Material and Methods

Animal

Thirty-two adult male Sprague-Dawley rats (200–250 g) were purchased from Beijing Huafukang Biotechnology Co., Ltd. (Beijing, China). The care of animals and experimental procedures complied with the Animal Ethical and Welfare Committee of the Chinese Academy of Medical Sciences Institute of Radiation Medicine and conformed to internationally recognized guidelines. All rats were maintained under a condition with standard temperature and diurnal light control and had free access to water and food.
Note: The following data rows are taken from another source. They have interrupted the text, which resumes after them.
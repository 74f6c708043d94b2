use std::collections::{HashMap, HashSet};
use std::path::Path;

use fctx_lib::figma::api_types::FigmaNode;
use fctx_lib::{
    simplify_file, simplify_file_nodes, simplify_nodes, verify_integrity, FigmaFile,
    FigmaNodesResponse, SimplifiedDesign, SimplifyError, SimplifyOptions, StyleCategory,
};
use serde_json::json;

fn load_file() -> FigmaFile {
    let path = Path::new(env!("CARGO_MANIFEST_DIR")).join("test_assets/simple_file.json");
    let raw = std::fs::read_to_string(path).expect("read fixture");
    serde_json::from_str(&raw).expect("parse fixture")
}

fn load_nodes() -> FigmaNodesResponse {
    let path = Path::new(env!("CARGO_MANIFEST_DIR")).join("test_assets/nodes_response.json");
    let raw = std::fs::read_to_string(path).expect("read fixture");
    serde_json::from_str(&raw).expect("parse fixture")
}

fn ids(design: &SimplifiedDesign) -> Vec<&str> {
    design.iter_nodes().map(|n| n.id.as_str()).collect()
}

fn raw_preorder(root: &FigmaNode) -> Vec<String> {
    let mut out = Vec::new();
    let mut stack = vec![root];
    while let Some(node) = stack.pop() {
        out.push(node.id.clone());
        stack.extend(node.children.iter().rev());
    }
    out
}

#[test]
fn equal_fills_share_one_entry() {
    let response: FigmaNodesResponse = serde_json::from_value(json!({
        "name": "Example",
        "nodes": {
            "1:1": {"document": {
                "id": "1:1",
                "type": "FRAME",
                "children": [
                    {"id": "1:2", "type": "RECTANGLE",
                     "fills": [{"type": "SOLID", "color": {"r": 1, "g": 0, "b": 0, "a": 1}}]},
                    {"id": "1:3", "type": "RECTANGLE",
                     "fills": [{"type": "SOLID", "color": {"r": 1, "g": 0, "b": 0, "a": 1}}]},
                    {"id": "1:4", "type": "RECTANGLE",
                     "fills": [{"type": "SOLID", "color": {"r": 0, "g": 1, "b": 0, "a": 1}}]}
                ]
            }}
        }
    }))
    .unwrap();

    let design = simplify_nodes(&response, &["1:1"], &SimplifyOptions::default()).unwrap();

    assert_eq!(design.global_vars.count_category(StyleCategory::Fill), 2);
    let children = &design.nodes[0].children;
    let fill = |i: usize| children[i].style(StyleCategory::Fill).unwrap();
    assert_eq!(fill(0), fill(1));
    assert_ne!(fill(0), fill(2));
}

#[test]
fn missing_node_is_not_found() {
    let response = load_nodes();
    let err = simplify_nodes(&response, &["404:1"], &SimplifyOptions::default()).unwrap_err();
    assert!(matches!(err, SimplifyError::NodeNotFound(id) if id == "404:1"));

    // The source answered `null` for this id.
    let err = simplify_nodes(&response, &["9:9"], &SimplifyOptions::default()).unwrap_err();
    assert!(matches!(err, SimplifyError::NodeNotFound(id) if id == "9:9"));

    let file = load_file();
    let err = simplify_file_nodes(&file, &["404:1"], &SimplifyOptions::default()).unwrap_err();
    assert!(matches!(err, SimplifyError::NodeNotFound(_)));
}

#[test]
fn conversion_is_deterministic() {
    let file = load_file();
    let first = simplify_file(&file, &SimplifyOptions::default()).unwrap();
    let second = simplify_file(&file, &SimplifyOptions::default()).unwrap();

    assert_eq!(
        serde_json::to_string(&first).unwrap(),
        serde_json::to_string(&second).unwrap()
    );
}

#[test]
fn styles_are_deduplicated_across_pages() {
    let file = load_file();
    let design = simplify_file(&file, &SimplifyOptions::default()).unwrap();

    let by_id: HashMap<&str, _> = design.iter_nodes().map(|n| (n.id.as_str(), n)).collect();
    let red_a = by_id["1:3"].style(StyleCategory::Fill).unwrap();
    let red_b = by_id["1:4"].style(StyleCategory::Fill).unwrap();
    let red_page_two = by_id["2:2"].style(StyleCategory::Fill).unwrap();
    assert_eq!(red_a, red_b, "field order in the source must not matter");
    assert_eq!(red_a, red_page_two);
    assert_eq!(
        serde_json::to_value(design.global_vars.get(red_a).unwrap()).unwrap(),
        json!(["#FF0000"])
    );

    // Every canonical value appears once per category.
    for category in StyleCategory::ALL {
        let values: Vec<String> = design
            .global_vars
            .iter()
            .filter(|(_, s)| s.category() == category)
            .map(|(_, s)| serde_json::to_string(s).unwrap())
            .collect();
        let unique: HashSet<&String> = values.iter().collect();
        assert_eq!(values.len(), unique.len(), "duplicate {category} entries");
    }
}

#[test]
fn every_reference_resolves_and_every_style_is_used() {
    let file = load_file();
    let design = simplify_file(&file, &SimplifyOptions::default()).unwrap();
    verify_integrity(&design).unwrap();

    let mut referenced = HashSet::new();
    for node in design.iter_nodes() {
        for id in node.style_refs() {
            assert!(design.global_vars.contains(id), "dangling {id}");
            referenced.insert(id.as_str().to_string());
        }
    }
    for (id, _) in design.global_vars.iter() {
        assert!(referenced.contains(id.as_str()), "orphaned {id}");
    }
}

#[test]
fn output_order_matches_source_preorder() {
    let file = load_file();
    let design = simplify_file_nodes(&file, &["1:2"], &SimplifyOptions::default()).unwrap();

    let card = fctx_lib::simplify::find_node(&file.document, "1:2").unwrap();
    let expected = raw_preorder(card);
    assert_eq!(ids(&design), expected);
}

#[test]
fn sibling_pages_are_excluded_from_a_requested_subtree() {
    let file = load_file();
    let design = simplify_file_nodes(&file, &["2:1"], &SimplifyOptions::default()).unwrap();

    assert_eq!(ids(&design), vec!["2:1", "2:2"]);
    assert_eq!(design.global_vars.len(), 1);
}

#[test]
fn leaf_root_yields_single_node() {
    let file = load_file();
    let design = simplify_file_nodes(&file, &["1:7"], &SimplifyOptions::default()).unwrap();

    assert_eq!(design.nodes.len(), 1);
    assert!(design.nodes[0].children.is_empty());
    assert_eq!(design.nodes[0].component_id.as_deref(), Some("10:1"));
    assert!(design.global_vars.is_empty());
}

#[test]
fn requested_roots_keep_request_order() {
    let response = load_nodes();
    let file = load_file();

    let design = simplify_file_nodes(&file, &["2:2", "1:3"], &SimplifyOptions::default()).unwrap();
    let roots: Vec<&str> = design.nodes.iter().map(|n| n.id.as_str()).collect();
    assert_eq!(roots, vec!["2:2", "1:3"]);
    assert_eq!(design.global_vars.len(), 1);

    let design = simplify_nodes(&response, &["1:1"], &SimplifyOptions::default()).unwrap();
    assert_eq!(design.name, "Storefront");
    assert_eq!(ids(&design), vec!["1:1", "1:2", "1:3", "1:4"]);
}

#[test]
fn max_depth_limits_descent() {
    let file = load_file();
    let options = SimplifyOptions {
        max_depth: Some(1),
        ..Default::default()
    };
    let design = simplify_file(&file, &options).unwrap();

    assert_eq!(ids(&design), vec!["1:1", "1:2", "1:7", "2:1", "2:2"]);
    let card = &design.nodes[0].children[0];
    assert!(card.children.is_empty());
    verify_integrity(&design).unwrap();
}

#[test]
fn hidden_nodes_are_kept_unless_skipped() {
    let file = load_file();

    let kept = simplify_file_nodes(&file, &["1:2"], &SimplifyOptions::default()).unwrap();
    let hidden = kept.iter_nodes().find(|n| n.id == "1:6").unwrap();
    assert_eq!(hidden.visible, Some(false));

    let options = SimplifyOptions {
        skip_invisible: true,
        ..Default::default()
    };
    let skipped = simplify_file_nodes(&file, &["1:2"], &options).unwrap();
    assert!(skipped.iter_nodes().all(|n| n.id != "1:6"));
    // The blue fill only lived on the hidden node.
    assert_eq!(
        skipped.global_vars.count_category(StyleCategory::Fill) + 1,
        kept.global_vars.count_category(StyleCategory::Fill)
    );
    verify_integrity(&skipped).unwrap();
}

#[test]
fn node_details_are_carried_through() {
    let file = load_file();
    let design = simplify_file(&file, &SimplifyOptions::default()).unwrap();
    let value = serde_json::to_value(&design).unwrap();

    assert_eq!(value["name"], "Storefront");
    assert_eq!(value["lastModified"], "2024-05-01T12:00:00Z");
    assert_eq!(value["components"]["10:1"]["name"], "Button");

    let card = &value["nodes"][0]["children"][0];
    assert_eq!(card["type"], "FRAME");
    assert_eq!(card["borderRadius"], "8px");
    let layout_id = card["styles"]["layout"].as_str().unwrap();
    assert_eq!(value["globalVars"][layout_id]["mode"], "column");
    assert_eq!(value["globalVars"][layout_id]["gap"], 8.0);

    let swatch = &card["children"][0];
    assert_eq!(swatch["relativePosition"], json!({"x": 16.0, "y": 16.0}));

    let title = &card["children"][2];
    assert_eq!(title["text"], "Hello");
    let typography_id = title["styles"]["typography"].as_str().unwrap();
    let typography = &value["globalVars"][typography_id];
    assert_eq!(typography["fontFamily"], "Inter");
    assert!(typography.get("textAlignHorizontal").is_none());
}

#[test]
fn hidden_requested_root_is_kept_when_skipping_invisible() {
    let response: FigmaNodesResponse = serde_json::from_value(json!({
        "name": "Example",
        "nodes": {
            "1:2": {"document": {
                "id": "1:2",
                "type": "FRAME",
                "visible": false,
                "children": [
                    {"id": "1:3", "type": "RECTANGLE"},
                    {"id": "1:4", "type": "RECTANGLE", "visible": false}
                ]
            }}
        }
    }))
    .unwrap();
    let options = SimplifyOptions {
        skip_invisible: true,
        ..Default::default()
    };

    let design = simplify_nodes(&response, &["1:2"], &options).unwrap();

    assert_eq!(design.nodes.len(), 1);
    assert_eq!(design.nodes[0].visible, Some(false));
    assert_eq!(ids(&design), vec!["1:2", "1:3"]);
}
Model establishment and motor function

Rats were divided into the CSCI group (n=16) and the CON group (n=16). Simply, rats were intraperitoneally anesthetized using 4% chloral hydrate (10 ml/kg) [17]. Then, rats in the CON group underwent a unilateral laminectomy left at the C6 level. Rats in the CSCI group underwent laminectomy the same as in the CON group and then 1.2×1.2×2 mm dried water-absorbing polyurethane polymer sheets coated with a sustained-release membrane, which was kindly provided by Dr. Yong Hu, and which can reach the maximum volume in 24 h through progressive compression and remain at the maximal expansion, were implanted into the C5 epidural space on the left dorsolateral side. Then, rats were individually housed for 28 days in the environment described previously. Locomotor activity was evaluated every day after injury using the Basso Beattie Bresnahan (BBB) scale [18]. Double-blinded methods were used by 2 trained researchers and the average score of each group was counted. Moreover, MRI was performed at 28 days after surgery on a 1.5 T clinical MR imaging system (GE Signal HDxt; General Electric Company; USA), with a 4.7-cm surface coil. The ventral recumbent position was preferred for scanning after general anesthesia. The imaging protocol involved T1-weighted imaging (T1WI) (TR/TE range, 480/20 ms; slice thickness 2.0 mm; intersection gap 0.1 mm; FOV 26 cm) and T2-weighted imaging (T2WI) (TR/TE range, 2300/120 ms; slice thickness 2.0 mm; intersection gap 0.1 mm; FOV 26 cm).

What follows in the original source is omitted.